3. Perform an iterative search to find out how *high* within the Prism each entry/exit point is.
    * For surfaces that are close to planar, this is simply the distance from the intersection
      point to the plane of the base triangle. This is a *very* useful optimisation to stick on
      a material flag.
    * All other surfaces will have Prism extrusion normals pointing in different directions and
      there will be a non-linear map from Prism height to distance to base plane.
    * I used a binary search between min and max shell extrusion heights.
    * In practice you can afford a large number of max search iterations as you will find the
      result very quickly within reasonable tolerance.

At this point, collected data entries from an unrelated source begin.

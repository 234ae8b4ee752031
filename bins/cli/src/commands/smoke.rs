//! `smoke`: end-to-end exercise of the query core over in-memory
//! collaborators. Builds an index, runs a grouped search, and prints the
//! envelopes. No external services are touched.

use crate::error::CliError;
use crate::format::{OutputArgs, render};
use satori_api::v1::{
    ManageIndexRequestDto, SearchCodebaseRequestDto, manage_envelope, search_envelope,
    validate_manage_index, validate_search_codebase,
};
use satori_app::{
    AppDeps, ChangedFilesCache, SnapshotStore, SyncGuard, SystemClock, handle_manage_index,
    handle_search,
};
use satori_config::{load_config, resolve_capabilities};
use satori_domain::{ChunkHit, LineSpan};
use satori_shared::{ErrorEnvelope, RequestContext};
use satori_testkit::{
    InMemoryContext, InMemoryEmbedding, InMemoryVectorStore, RerankScript, ScriptedReranker,
    StaticVcs,
};
use serde::Serialize;
use std::collections::BTreeMap;
use std::sync::Arc;

#[derive(Debug, Serialize)]
#[serde(rename_all = "camelCase")]
struct SmokeReport {
    index: satori_api::v1::ManageIndexEnvelopeDto,
    search: satori_api::v1::SearchResponseEnvelopeDto,
}

fn smoke_corpus() -> Result<Vec<ChunkHit>, ErrorEnvelope> {
    let chunk = |path: &str, start, end, symbol: Option<&str>, content: &str| {
        Ok::<_, ErrorEnvelope>(ChunkHit {
            relative_path: path.into(),
            span: LineSpan::new(start, end).map_err(ErrorEnvelope::from)?,
            language: Some(satori_domain::Language::Rust),
            content: content.into(),
            symbol_id: symbol.map(|s| Box::from(format!("sym_{s}"))),
            symbol_label: symbol.map(Box::from),
            indexed_at_ms: None,
            score: 0.0,
        })
    };

    Ok(vec![
        chunk(
            "src/engine.rs",
            1,
            40,
            Some("engine_run"),
            "pub fn run(&mut self) { self.step_all(); }",
        )?,
        chunk(
            "src/engine.rs",
            42,
            80,
            Some("engine_step"),
            "fn step_all(&mut self) { for step in &self.steps { step.run(); } }",
        )?,
        chunk(
            "docs/engine.md",
            1,
            12,
            None,
            "The engine run loop processes steps in order.",
        )?,
    ])
}

fn smoke_deps(snapshot_dir: &std::path::Path) -> Result<AppDeps, CliError> {
    let validated = load_config(None, &BTreeMap::new()).map_err(CliError::from)?;
    let runtime_fingerprint = validated.runtime_fingerprint().map_err(CliError::from)?;
    let capabilities = resolve_capabilities(&validated);

    Ok(AppDeps {
        snapshot: Arc::new(SnapshotStore::open(snapshot_dir.join("snapshot.json"))),
        context: Arc::new(InMemoryContext::default()),
        embedding: Arc::new(InMemoryEmbedding::new(smoke_corpus().map_err(CliError::from)?)),
        store: Arc::new(InMemoryVectorStore::default()),
        reranker: Some(Arc::new(ScriptedReranker::new(RerankScript::Identity))),
        vcs: Arc::new(StaticVcs::with_changed(&[])),
        changed_files: Arc::new(ChangedFilesCache::default()),
        sync_guard: Arc::new(SyncGuard::default()),
        capabilities,
        runtime_fingerprint,
        clock: Arc::new(SystemClock),
        logger: None,
    })
}

/// Execute `smoke`.
pub async fn run_smoke(output: OutputArgs) -> Result<String, CliError> {
    let dir = tempfile_dir()?;
    let deps = smoke_deps(&dir)?;
    let ctx = RequestContext::new_request();
    let root = dir.join("workspace");
    std::fs::create_dir_all(&root)?;
    let root_str = root.to_string_lossy().into_owned();

    let index_dto = ManageIndexRequestDto {
        action: "create".to_owned(),
        path: root_str.clone(),
        force: None,
        zilliz_drop_collection: None,
        custom_extensions: None,
        ignore_patterns: None,
    };
    let index_request = validate_manage_index(&index_dto).map_err(ErrorEnvelope::from)?;
    let index_outcome = handle_manage_index(&ctx, &deps, index_request)
        .await
        .map_err(CliError::from)?;

    let search_dto = SearchCodebaseRequestDto {
        path: root_str.clone(),
        query: "engine run loop".to_owned(),
        scope: Some("runtime".to_owned()),
        result_mode: Some("grouped".to_owned()),
        group_by: Some("symbol".to_owned()),
        ranking_mode: Some("default".to_owned()),
        limit: Some(5),
        debug: Some(true),
    };
    let search_request = validate_search_codebase(&search_dto).map_err(ErrorEnvelope::from)?;
    let search_response = handle_search(&ctx, &deps, search_request)
        .await
        .map_err(CliError::from)?;

    let report = SmokeReport {
        index: manage_envelope(index_outcome),
        search: search_envelope(search_response, &root_str),
    };

    let cleanup = std::fs::remove_dir_all(&dir);
    drop(cleanup);

    render(output, &report, |report| {
        format!(
            "index: {}\nsearch: {} ({} results)\n",
            report.index.mode,
            report.search.status,
            report.search.results.len()
        )
    })
    .map_err(CliError::from)
}

fn tempfile_dir() -> Result<std::path::PathBuf, CliError> {
    let base = std::env::temp_dir().join(format!("satori-smoke-{}", std::process::id()));
    std::fs::create_dir_all(&base)?;
    Ok(base)
}

#[cfg(test)]
mod tests {
    use super::*;

    #[tokio::test]
    async fn smoke_run_indexes_and_searches() -> Result<(), CliError> {
        let rendered = run_smoke(OutputArgs { json: true }).await?;
        assert!(rendered.contains("\"mode\": \"created\""));
        assert!(rendered.contains("\"status\": \"ok\""));
        Ok(())
    }

    #[test]
    fn smoke_corpus_is_well_formed() {
        let corpus = smoke_corpus();
        assert!(corpus.is_ok_and(|corpus| corpus.len() == 3));
    }
}
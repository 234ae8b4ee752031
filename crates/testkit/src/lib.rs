//! # satori-testkit
//!
//! Deterministic in-memory implementations of the port contracts, intended
//! for unit/integration tests and local smoke runs without external
//! dependencies.

pub mod in_memory;

pub use in_memory::*;

/// Returns the testkit crate version.
#[must_use]
pub const fn testkit_crate_version() -> &'static str {
    env!("CARGO_PKG_VERSION")
}
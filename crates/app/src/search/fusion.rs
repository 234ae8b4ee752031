//! Reciprocal-rank fusion across semantic passes.

use crate::search::passes::PassOutcome;
use satori_domain::{ChunkHit, SEARCH_RRF_K, SearchCandidate, classify_path};
use std::collections::BTreeMap;

/// Fuse pass results into candidates keyed by
/// `(relativePath, startLine, endLine, language)`.
///
/// Each pass contributes `weight / (RRF_K + rank)` (rank is 1-based in the
/// pass's own order); the base score is the best native similarity seen.
#[must_use]
pub fn fuse_passes(passes: &[&PassOutcome]) -> Vec<SearchCandidate> {
    let mut fused: BTreeMap<(Box<str>, u32, u32, Option<satori_domain::Language>), SearchCandidate> =
        BTreeMap::new();

    for pass in passes {
        let Ok(hits) = pass.result.as_ref() else {
            continue;
        };

        for (index, hit) in hits.iter().enumerate() {
            let rank = index + 1;
            #[allow(clippy::cast_precision_loss, reason = "ranks are small")]
            let contribution = pass.weight / (SEARCH_RRF_K + rank as f64);

            let key = hit.fusion_key();
            match fused.get_mut(&key) {
                Some(candidate) => {
                    candidate.fusion_score += contribution;
                    if hit.score > candidate.base_score {
                        candidate.base_score = hit.score;
                    }
                    // Keep the richer hit when a later pass resolved symbols.
                    if candidate.result.symbol_id.is_none() && hit.symbol_id.is_some() {
                        candidate.result = hit.clone();
                    }
                },
                None => {
                    fused.insert(key, new_candidate(hit, contribution));
                },
            }
        }
    }

    fused.into_values().collect()
}

fn new_candidate(hit: &ChunkHit, fusion_score: f64) -> SearchCandidate {
    SearchCandidate {
        base_score: hit.score,
        fusion_score,
        final_score: fusion_score,
        path_category: classify_path(&hit.relative_path),
        path_multiplier: 1.0,
        changed_files_multiplier: 1.0,
        passes_matched_must: false,
        result: hit.clone(),
    }
}
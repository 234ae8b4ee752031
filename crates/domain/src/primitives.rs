//! Validated identifier primitives.

use satori_shared::{ErrorCode, ErrorEnvelope};
use serde::{Deserialize, Serialize};
use std::fmt;

/// Validation failures for identifier primitives.
#[derive(Debug, Clone, PartialEq, Eq)]
pub enum PrimitiveError {
    /// `CollectionName` is empty after trimming.
    EmptyCollectionName,
    /// `CollectionName` violates the allowed pattern.
    InvalidCollectionName {
        /// Trimmed collection name that failed validation.
        input: String,
    },
    /// Derived collection name is invalid (invariant violation).
    DerivedCollectionNameInvalid {
        /// Candidate collection name that failed validation.
        candidate: String,
    },
}

impl fmt::Display for PrimitiveError {
    fn fmt(&self, formatter: &mut fmt::Formatter<'_>) -> fmt::Result {
        match self {
            Self::EmptyCollectionName => formatter.write_str("collectionName must be non-empty"),
            Self::InvalidCollectionName { .. } => {
                formatter.write_str("collectionName must match /^[a-zA-Z][a-zA-Z0-9_]*$/")
            },
            Self::DerivedCollectionNameInvalid { .. } => {
                formatter.write_str("derived collection name is invalid (this is a bug)")
            },
        }
    }
}

impl std::error::Error for PrimitiveError {}

impl From<PrimitiveError> for ErrorEnvelope {
    fn from(error: PrimitiveError) -> Self {
        let code = ErrorCode::new("domain", "invalid_collection_name");
        match error {
            PrimitiveError::EmptyCollectionName => Self::expected(code, error.to_string()),
            PrimitiveError::InvalidCollectionName { ref input } => {
                let input = input.clone();
                Self::expected(code, error.to_string()).with_metadata("input", input)
            },
            PrimitiveError::DerivedCollectionNameInvalid { ref candidate } => {
                let candidate = candidate.clone();
                Self::invariant(code, error.to_string()).with_metadata("candidate", candidate)
            },
        }
    }
}

/// Identifier for a vector collection.
#[derive(Debug, Clone, PartialEq, Eq, Hash, PartialOrd, Ord, Serialize, Deserialize)]
#[serde(transparent)]
pub struct CollectionName(Box<str>);

impl CollectionName {
    /// Parse a collection name that satisfies the allowlist pattern.
    pub fn parse(input: impl AsRef<str>) -> Result<Self, PrimitiveError> {
        let trimmed = input.as_ref().trim();
        if trimmed.is_empty() {
            return Err(PrimitiveError::EmptyCollectionName);
        }

        if !is_valid_collection_name(trimmed) {
            return Err(PrimitiveError::InvalidCollectionName {
                input: trimmed.to_owned(),
            });
        }

        Ok(Self(trimmed.to_owned().into_boxed_str()))
    }

    /// Access the underlying string.
    #[must_use]
    pub fn as_str(&self) -> &str {
        &self.0
    }
}

impl AsRef<str> for CollectionName {
    fn as_ref(&self) -> &str {
        self.as_str()
    }
}

impl fmt::Display for CollectionName {
    fn fmt(&self, formatter: &mut fmt::Formatter<'_>) -> fmt::Result {
        formatter.write_str(self.as_str())
    }
}

/// Derive a deterministic collection name for a canonical codebase root.
///
/// The name embeds a short digest of the canonical root so every codebase
/// maps to exactly one collection per schema family.
pub fn derive_collection_name(canonical_root: &str) -> Result<CollectionName, PrimitiveError> {
    let digest = md5::compute(canonical_root.as_bytes());
    let hash = format!("{digest:x}");
    let hash_prefix: String = hash.chars().take(8).collect();
    let candidate = format!("code_chunks_{hash_prefix}");

    CollectionName::parse(candidate.as_str())
        .map_err(|_| PrimitiveError::DerivedCollectionNameInvalid { candidate })
}

fn is_valid_collection_name(candidate: &str) -> bool {
    let mut chars = candidate.chars();
    let Some(first) = chars.next() else {
        return false;
    };
    if !first.is_ascii_alphabetic() {
        return false;
    }

    chars.all(|ch| ch.is_ascii_alphanumeric() || ch == '_')
}
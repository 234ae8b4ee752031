//! Request-scoped context and concurrency primitives.
//!
//! Request handling is single-threaded cooperative with parallel fan-out to
//! external I/O. `RequestContext` carries the correlation id, a cancellation
//! token, and an optional deadline across boundaries; `settle_all2` awaits
//! two fallible futures without letting one abort the other.

use crate::{ErrorCode, ErrorEnvelope, Result};
use std::fmt;
use std::future::Future;
use std::sync::Arc;
use std::sync::atomic::{AtomicBool, AtomicU64, Ordering};
use std::time::{Duration, Instant};
use tokio::sync::Notify;

/// A correlation identifier used for logging and envelope metadata.
#[derive(Debug, Clone, PartialEq, Eq, Hash)]
pub struct CorrelationId(Arc<str>);

impl CorrelationId {
    /// Parse a correlation identifier from user input.
    ///
    /// The value is trimmed; empty values are rejected.
    pub fn parse(value: impl AsRef<str>) -> Result<Self> {
        let trimmed = value.as_ref().trim();
        if trimmed.is_empty() {
            return Err(ErrorEnvelope::expected(
                ErrorCode::invalid_input(),
                "correlationId must be non-empty",
            ));
        }
        Ok(Self(Arc::<str>::from(trimmed)))
    }

    /// Create a new request id, best-effort unique within this process.
    #[must_use]
    pub fn new_request_id() -> Self {
        let n = REQUEST_ID_COUNTER.fetch_add(1, Ordering::Relaxed);
        Self(Arc::<str>::from(format!("req_{n}").into_boxed_str()))
    }

    /// Borrow the identifier as a string.
    #[must_use]
    pub fn as_str(&self) -> &str {
        &self.0
    }
}

impl fmt::Display for CorrelationId {
    fn fmt(&self, formatter: &mut fmt::Formatter<'_>) -> fmt::Result {
        formatter.write_str(self.as_str())
    }
}

static REQUEST_ID_COUNTER: AtomicU64 = AtomicU64::new(1);

/// A clonable cancellation token that can be awaited.
#[derive(Debug, Clone)]
pub struct CancellationToken {
    inner: Arc<CancellationState>,
}

#[derive(Debug)]
struct CancellationState {
    cancelled: AtomicBool,
    notify: Notify,
}

impl CancellationToken {
    /// Create a new token in the non-cancelled state.
    #[must_use]
    pub fn new() -> Self {
        Self {
            inner: Arc::new(CancellationState {
                cancelled: AtomicBool::new(false),
                notify: Notify::new(),
            }),
        }
    }

    /// Cancel the token and wake all current/future waiters.
    pub fn cancel(&self) {
        let was_cancelled = self.inner.cancelled.swap(true, Ordering::SeqCst);
        if !was_cancelled {
            self.inner.notify.notify_waiters();
        }
    }

    /// Returns true if the token has been cancelled.
    #[must_use]
    pub fn is_cancelled(&self) -> bool {
        self.inner.cancelled.load(Ordering::SeqCst)
    }

    /// Wait until the token is cancelled.
    pub async fn cancelled(&self) {
        if self.is_cancelled() {
            return;
        }

        loop {
            let notified = self.inner.notify.notified();
            if self.is_cancelled() {
                return;
            }
            notified.await;
            if self.is_cancelled() {
                return;
            }
        }
    }
}

impl Default for CancellationToken {
    fn default() -> Self {
        Self::new()
    }
}

/// Request-scoped context passed across boundaries.
#[derive(Debug, Clone)]
pub struct RequestContext {
    correlation_id: CorrelationId,
    cancellation: CancellationToken,
    deadline: Option<Instant>,
}

impl RequestContext {
    /// Create a new request context with a fresh cancellation token.
    #[must_use]
    pub fn new(correlation_id: CorrelationId) -> Self {
        Self {
            correlation_id,
            cancellation: CancellationToken::new(),
            deadline: None,
        }
    }

    /// Convenience constructor: create a context with an auto-generated `req_*` id.
    #[must_use]
    pub fn new_request() -> Self {
        Self::new(CorrelationId::new_request_id())
    }

    /// Attach a deadline to this context.
    #[must_use]
    pub const fn with_deadline(mut self, deadline: Instant) -> Self {
        self.deadline = Some(deadline);
        self
    }

    /// Return the correlation id.
    #[must_use]
    pub const fn correlation_id(&self) -> &CorrelationId {
        &self.correlation_id
    }

    /// Return a clone of the cancellation token.
    #[must_use]
    pub fn cancellation_token(&self) -> CancellationToken {
        self.cancellation.clone()
    }

    /// Returns true if the request was cancelled.
    #[must_use]
    pub fn is_cancelled(&self) -> bool {
        self.cancellation.is_cancelled()
    }

    /// Cancel this request.
    pub fn cancel(&self) {
        self.cancellation.cancel();
    }

    /// Await cancellation.
    pub async fn cancelled(&self) {
        self.cancellation.cancelled().await;
    }

    /// Return the configured deadline, if any.
    #[must_use]
    pub const fn deadline(&self) -> Option<Instant> {
        self.deadline
    }

    /// Time remaining before the deadline, `None` when no deadline is set.
    #[must_use]
    pub fn remaining_time(&self) -> Option<Duration> {
        self.deadline
            .map(|deadline| deadline.saturating_duration_since(Instant::now()))
    }

    /// Return a cancellation error when cancelled, including operation metadata.
    pub fn ensure_not_cancelled(&self, operation: &'static str) -> Result<()> {
        if self.is_cancelled() {
            return Err(ErrorEnvelope::cancelled("operation cancelled")
                .with_metadata("operation", operation));
        }
        Ok(())
    }

    /// Return a deadline error when the deadline has passed.
    pub fn ensure_within_deadline(&self, operation: &'static str) -> Result<()> {
        if let Some(deadline) = self.deadline
            && Instant::now() >= deadline
        {
            return Err(ErrorEnvelope::deadline_exceeded("request deadline exceeded")
                .with_metadata("operation", operation));
        }
        Ok(())
    }

    /// Combined cancellation + deadline check.
    pub fn checkpoint(&self, operation: &'static str) -> Result<()> {
        self.ensure_not_cancelled(operation)?;
        self.ensure_within_deadline(operation)
    }
}

/// Await two fallible futures, settling both.
///
/// Neither outcome aborts the sibling; callers decide how to combine the two
/// results (e.g. proceed when at least one succeeded).
pub async fn settle_all2<A, B, FutA, FutB>(a: FutA, b: FutB) -> (Result<A>, Result<B>)
where
    FutA: Future<Output = Result<A>>,
    FutB: Future<Output = Result<B>>,
{
    tokio::join!(a, b)
}

#[cfg(test)]
mod tests {
    use super::*;
    use std::time::Duration;

    #[test]
    fn correlation_id_rejects_empty_input() {
        assert!(CorrelationId::parse("   ").is_err());
        assert!(CorrelationId::parse("req_1").is_ok());
    }

    #[tokio::test]
    async fn cancellation_wakes_waiters() {
        let token = CancellationToken::new();
        let waiter = token.clone();
        let handle = tokio::spawn(async move { waiter.cancelled().await });

        token.cancel();
        assert!(token.is_cancelled());
        assert!(handle.await.is_ok());
    }

    #[test]
    fn deadline_checkpoint_fails_once_past() {
        let ctx = RequestContext::new_request()
            .with_deadline(Instant::now() - Duration::from_millis(1));
        let error = ctx.checkpoint("test.op").err();
        assert!(matches!(error, Some(e) if e.is_deadline_exceeded()));
    }

    #[test]
    fn checkpoint_passes_without_deadline() {
        let ctx = RequestContext::new_request();
        assert!(ctx.checkpoint("test.op").is_ok());
    }

    #[tokio::test]
    async fn settle_all2_reports_both_outcomes() {
        let ok = async { Ok::<_, ErrorEnvelope>(1u32) };
        let err = async {
            Err::<u32, _>(ErrorEnvelope::unexpected(
                ErrorCode::transport(),
                "pass failed",
                crate::ErrorClass::Retriable,
            ))
        };

        let (left, right) = settle_all2(ok, err).await;
        assert!(matches!(left, Ok(1)));
        assert!(right.is_err());
    }
}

4. Map entry and exit points into texture-space and store in UV. Store Prism height in W.
5. Ray march from entry to exit in UVW space until W goes below the sampled height.
    * Sample your material function along the way.
    * You actually want this to be some kind of complicated material function and there is
      enough BW here to support virtual textures.
6. Write depth to have this nicely intersect with scene geometry.

Optimisation notes:

* This will all happily run on GTX 660 and XBone targets with plenty of frame time for the frame.
* Keep your heightfield textures low-resolution for these targets (e.g. no more than 512) as
  the technique will rapidly consume BW and slow things to a crawl.
* Your heightfield rep matters but the best rep actually varies based on your texture source.
    * Distance fields/cone stepping only matters on low frequency textures.
* The old trick of larger ray march steps with a binary search around the intersection point
  may help but again, it's dependent on source texture frequency.
* Temporal AA with jitter works really well to be reduce your step counts or gain higher accuracy
  on thin details like grass or moss.